Published in UT San Diego, June 26, 2012
BY BARBARA BRY
Finding a place for professional women to network 30 years ago was nearly impossible. As a female executive in the late 1970s and 1980s, I was sometimes the only woman in the room, and I was lonely.
In 1989, I was the associate director of Connect (an organization focused on nurturing technology and life-science entrepreneurs), and I began to see more women coming to our programs. So I thought, “There needs to be a place where women can help each other with their professional and personal challenges and issues.”
And thus was born Athena San Diego. It has more than 500 members from our region’s leading technology, life-science and health care organizations and the service firms that support them.
I chose the name “Athena” because it was the name of a goddess of wisdom and war. She inspired and fought alongside the Greek heroes, and she was equal with the men. It sounded like the right combination of attributes for business success.
We began as an informal group of 25 to 30 women who met for lunch in a member’s conference room. Telecom entrepreneur Martha Dennis hosted the first one. After a few years, our numbers grew too large to fit in a conference room, and we organized a few conferences. Then in 1997, when I left Connect to join a startup, I decided that Athena needed to become a formal organization if it were to grow and thrive.
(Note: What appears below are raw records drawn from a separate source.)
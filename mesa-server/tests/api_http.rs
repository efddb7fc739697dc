//! HTTP API 集成测试
//!
//! 通过 `build_app` 直接驱动路由器 (tower oneshot)，不开监听端口。
//! 覆盖完整预订流程与错误信封 (code/message/data)。

use axum::Router;
use axum::body::Body;
use http::{Request, StatusCode, header};
use http_body_util::BodyExt;
use mesa_server::api::build_app;
use mesa_server::core::Config;
use mesa_server::db::DbService;
use mesa_server::ServerState;
use serde_json::{Value, json};
use shared::models::{OpenInterval, OperatingSchedule};
use tower::ServiceExt;

const DAY: &str = "2031-05-09";

fn test_config() -> Config {
    Config {
        work_dir: String::new(),
        http_port: 0,
        timezone: chrono_tz::Europe::Madrid,
        environment: "test".into(),
        slot_granularity_minutes: 30,
        max_alternative_slots: 3,
        lock_wait_ms: 3000,
        duration_small_minutes: 90,
        duration_large_minutes: 120,
        large_party_threshold: 4,
    }
}

fn request(method: &str, uri: &str, body: Option<Value>) -> Request<Body> {
    let builder = Request::builder().method(method).uri(uri);
    match body {
        Some(v) => builder
            .header(header::CONTENT_TYPE, "application/json")
            .body(Body::from(v.to_string())),
        None => builder.body(Body::empty()),
    }
    .expect("request")
}

async fn send(app: &Router, req: Request<Body>) -> (StatusCode, Value) {
    let response = app.clone().oneshot(req).await.expect("response");
    let status = response.status();
    let bytes = response
        .into_body()
        .collect()
        .await
        .expect("body")
        .to_bytes();
    let value = if bytes.is_empty() {
        Value::Null
    } else {
        serde_json::from_slice(&bytes).expect("json body")
    };
    (status, value)
}

/// 装配应用并通过 API 种入: 1 区域 + 1 张 4 人桌, 每天 12:00-23:30 营业
async fn seeded_app() -> Router {
    let config = test_config();
    let db = DbService::in_memory().expect("db");
    let state = ServerState::initialize_with_db(&config, db).expect("state");
    let app = build_app(state);

    let (status, zone) = send(
        &app,
        request("POST", "/api/zones", Some(json!({"name": "Main", "description": null}))),
    )
    .await;
    assert_eq!(status, StatusCode::OK);
    let zone_id = zone["id"].as_i64().expect("zone id");

    let (status, _) = send(
        &app,
        request(
            "POST",
            "/api/tables",
            Some(json!({"name": "T1", "zone_id": zone_id, "capacity": 4})),
        ),
    )
    .await;
    assert_eq!(status, StatusCode::OK);

    let schedule = serde_json::to_value(OperatingSchedule::uniform(vec![OpenInterval::new(
        "12:00", "23:30",
    )]))
    .expect("schedule json");
    let (status, _) = send(&app, request("PUT", "/api/schedule", Some(schedule))).await;
    assert_eq!(status, StatusCode::OK);

    app
}

fn booking_body(time: &str) -> Value {
    json!({
        "customer": {"name": "Nuria Bosch", "phone": "+34611222333"},
        "party_size": 2,
        "date": DAY,
        "time": time,
        "source": "ONLINE"
    })
}

#[tokio::test]
async fn health_reports_ok() {
    let app = seeded_app().await;
    let (status, body) = send(&app, request("GET", "/health", None)).await;
    assert_eq!(status, StatusCode::OK);
    assert_eq!(body["status"], "ok");
}

#[tokio::test]
async fn full_booking_flow_over_http() {
    let app = seeded_app().await;

    // 准入
    let (status, created) = send(
        &app,
        request("POST", "/api/reservations", Some(booking_body("20:00"))),
    )
    .await;
    assert_eq!(status, StatusCode::CREATED);
    assert_eq!(created["status"], "PENDING");
    assert_eq!(created["party_size"], 2);
    let number = created["reservation_number"].as_str().expect("number");
    assert!(number.starts_with("RSV203105090"), "got {number}");
    let id = created["id"].as_i64().expect("id");

    // 单条查询
    let (status, fetched) = send(
        &app,
        request("GET", &format!("/api/reservations/{id}"), None),
    )
    .await;
    assert_eq!(status, StatusCode::OK);
    assert_eq!(fetched["id"], created["id"]);

    // 确认
    let (status, confirmed) = send(
        &app,
        request(
            "PATCH",
            &format!("/api/reservations/{id}/status"),
            Some(json!({"event": "CONFIRM"})),
        ),
    )
    .await;
    assert_eq!(status, StatusCode::OK);
    assert_eq!(confirmed["status"], "CONFIRMED");

    // 改期到空闲时段
    let (status, moved) = send(
        &app,
        request(
            "POST",
            &format!("/api/reservations/{id}/reschedule"),
            Some(json!({"date": DAY, "time": "22:00"})),
        ),
    )
    .await;
    assert_eq!(status, StatusCode::OK);
    assert_eq!(moved["status"], "CONFIRMED");

    // 取消并检查审计事件流: CREATED, CONFIRMED, RESCHEDULED, CANCELLED
    let (status, cancelled) = send(
        &app,
        request(
            "DELETE",
            &format!("/api/reservations/{id}"),
            Some(json!({"reason": "change of plans"})),
        ),
    )
    .await;
    assert_eq!(status, StatusCode::OK);
    assert_eq!(cancelled["status"], "CANCELLED");

    let (status, events) = send(
        &app,
        request("GET", &format!("/api/reservations/{id}/events"), None),
    )
    .await;
    assert_eq!(status, StatusCode::OK);
    let events = events.as_array().expect("events array");
    assert_eq!(events.len(), 4);

    // 当日列表包含该预订 (取消后仍可见)
    let (status, listed) = send(
        &app,
        request("GET", &format!("/api/reservations?date={DAY}"), None),
    )
    .await;
    assert_eq!(status, StatusCode::OK);
    assert_eq!(listed.as_array().expect("list").len(), 1);
}

#[tokio::test]
async fn full_slot_returns_conflict_envelope() {
    let app = seeded_app().await;

    let (status, _) = send(
        &app,
        request("POST", "/api/reservations", Some(booking_body("20:00"))),
    )
    .await;
    assert_eq!(status, StatusCode::CREATED);

    // 唯一一张桌已被占, 重叠时段必拒
    let (status, body) = send(
        &app,
        request("POST", "/api/reservations", Some(booking_body("20:30"))),
    )
    .await;
    assert_eq!(status, StatusCode::CONFLICT);
    assert_eq!(body["code"], "E4101");
    let alternatives = body["data"]["alternative_slots"]
        .as_array()
        .expect("alternatives");
    assert!(!alternatives.is_empty());
    for slot in alternatives {
        assert!(slot["time"].is_string());
        assert!(slot["timestamp_millis"].is_i64());
    }
}

#[tokio::test]
async fn availability_tracks_bookings() {
    let app = seeded_app().await;

    let uri = format!("/api/availability?date={DAY}&time=20:00&party_size=2");
    let (status, before) = send(&app, request("GET", &uri, None)).await;
    assert_eq!(status, StatusCode::OK);
    assert_eq!(before["available"], true);

    send(
        &app,
        request("POST", "/api/reservations", Some(booking_body("20:00"))),
    )
    .await;

    let (status, after) = send(&app, request("GET", &uri, None)).await;
    assert_eq!(status, StatusCode::OK);
    assert_eq!(after["available"], false);

    // 时段列表不再含 20:00 前后 90 分钟内的起点
    let slots_uri = format!("/api/availability/slots?date={DAY}&party_size=2");
    let (status, slots) = send(&app, request("GET", &slots_uri, None)).await;
    assert_eq!(status, StatusCode::OK);
    let times: Vec<&str> = slots
        .as_array()
        .expect("slots")
        .iter()
        .filter_map(|s| s["time"].as_str())
        .collect();
    assert!(!times.contains(&"20:00"));
    assert!(!times.contains(&"19:00"));
    assert!(times.contains(&"18:30"));
    assert!(times.contains(&"21:30"));
}

#[tokio::test]
async fn unknown_reservation_is_a_not_found_envelope() {
    let app = seeded_app().await;
    let (status, body) = send(&app, request("GET", "/api/reservations/424242", None)).await;
    assert_eq!(status, StatusCode::NOT_FOUND);
    assert_eq!(body["code"], "E0003");
    assert!(body["message"].is_string());
}

#[tokio::test]
async fn malformed_date_is_rejected() {
    let app = seeded_app().await;
    let (status, body) = send(
        &app,
        request("GET", "/api/reservations?date=09-05-2031", None),
    )
    .await;
    assert_eq!(status, StatusCode::BAD_REQUEST);
    assert_eq!(body["code"], "E0002");
}

#[tokio::test]
async fn illegal_transition_is_unprocessable() {
    let app = seeded_app().await;

    let (_, created) = send(
        &app,
        request("POST", "/api/reservations", Some(booking_body("20:00"))),
    )
    .await;
    let id = created["id"].as_i64().expect("id");

    // PENDING 不可直接 COMPLETE
    let (status, body) = send(
        &app,
        request(
            "PATCH",
            &format!("/api/reservations/{id}/status"),
            Some(json!({"event": "COMPLETE"})),
        ),
    )
    .await;
    assert_eq!(status, StatusCode::UNPROCESSABLE_ENTITY);
    assert_eq!(body["code"], "E4102");
}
To build a successful startup, whether it’s in the nonprofit or for-profit sector, you need a great team with diverse skill sets. I was able to recruit an amazing group of 13 women to serve on Athena’s first board of directors. We met several times over a one-year period to develop our original mission — “to unite senior women executives from high-tech and life-science companies, and the companies that support them, in a network that provides leadership, support and education, to address business issues and challenges unique to its members.”
It has been almost 25 years since its inception, and I decided to talk with members about how Athena has helped them and whether they still see a need for a woman-focused organization. Men are welcome at Athena events, and generally about 20 percent of the attendees are very smart men!
(Neil’s note: I was the first male member of Athena. It is not that the men were so smart, it was that they were involved with really smart and powerful women, and they needed to hang around with the big dogs.)
“I joined Athena because I wanted to learn from people whom I respected. There was so much that I didn’t know. I gained friendships, advice, guidance, and a lot of perspective,” said Tamar Elkeles, vice president of learning for Qualcomm and one of the founding board members. At the time, Elkeles was the youngest person in the room and was director of learning at Qualcomm. We all cheered her promotion to senior director and then to vice president.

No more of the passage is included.